* _Aim of the exercise_: Scan the following material for the string "with" and copy each line in which it appears.
----- Data
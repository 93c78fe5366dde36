//! Cloud Inventory Domain
//!
//! Discovers resources across the services of one cloud account and merges
//! them into a single resource set.
//!
//! # Architecture
//!
//! ```text
//! ┌──────────────┐
//! │   Provider   │  ← name / id / services / resources / verify
//! └──────┬───────┘
//!        │
//! ┌──────▼───────┐     ┌─────────────┐
//! │  Bootstrap   │ ──► │ CloudBackend│  ← credential, clients, scopes
//! └──────┬───────┘     └─────────────┘
//!        │
//! ┌──────▼───────┐     ┌─────────────┐
//! │ Aggregator / │ ──► │ServiceClient│  ← one per active service
//! │  Verifier    │     └─────────────┘
//! └──────────────┘
//! ```
//!
//! # Usage
//!
//! ```rust,ignore
//! use domain_inventory::{OptionBlock, Provider};
//! use tokio_util::sync::CancellationToken;
//!
//! let options = OptionBlock::new()
//!     .with("gcp_service_account_key", key_json)
//!     .with("services", "dns,compute");
//! let cancel = CancellationToken::new();
//!
//! let provider = Provider::new(&backend, &options, &cancel).await?;
//! provider.verify(&cancel).await?;
//! let resources = provider.resources(&cancel).await?;
//! ```

pub mod aggregator;
pub mod bootstrap;
pub mod client;
pub mod error;
pub mod models;
pub mod options;
pub mod provider;
pub mod services;
pub mod verifier;

// Re-export commonly used types
pub use aggregator::{Aggregation, SkippedService};
pub use client::{CloudBackend, ServiceClient, ServiceClientSet};
pub use error::{InventoryError, InventoryResult, ServiceError};
pub use models::{ProviderIdentity, Resource, Resources, ScopePage, ScopeSet};
pub use options::OptionBlock;
pub use provider::Provider;
pub use services::{CATALOG, Criticality, Service, ServiceDescriptor, ServicePolicy, ServiceSelection};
----------
* _Solution for this task_:
//!     .with("gcp_service_account_key", key_json)
//!     .with("services", "dns,compute");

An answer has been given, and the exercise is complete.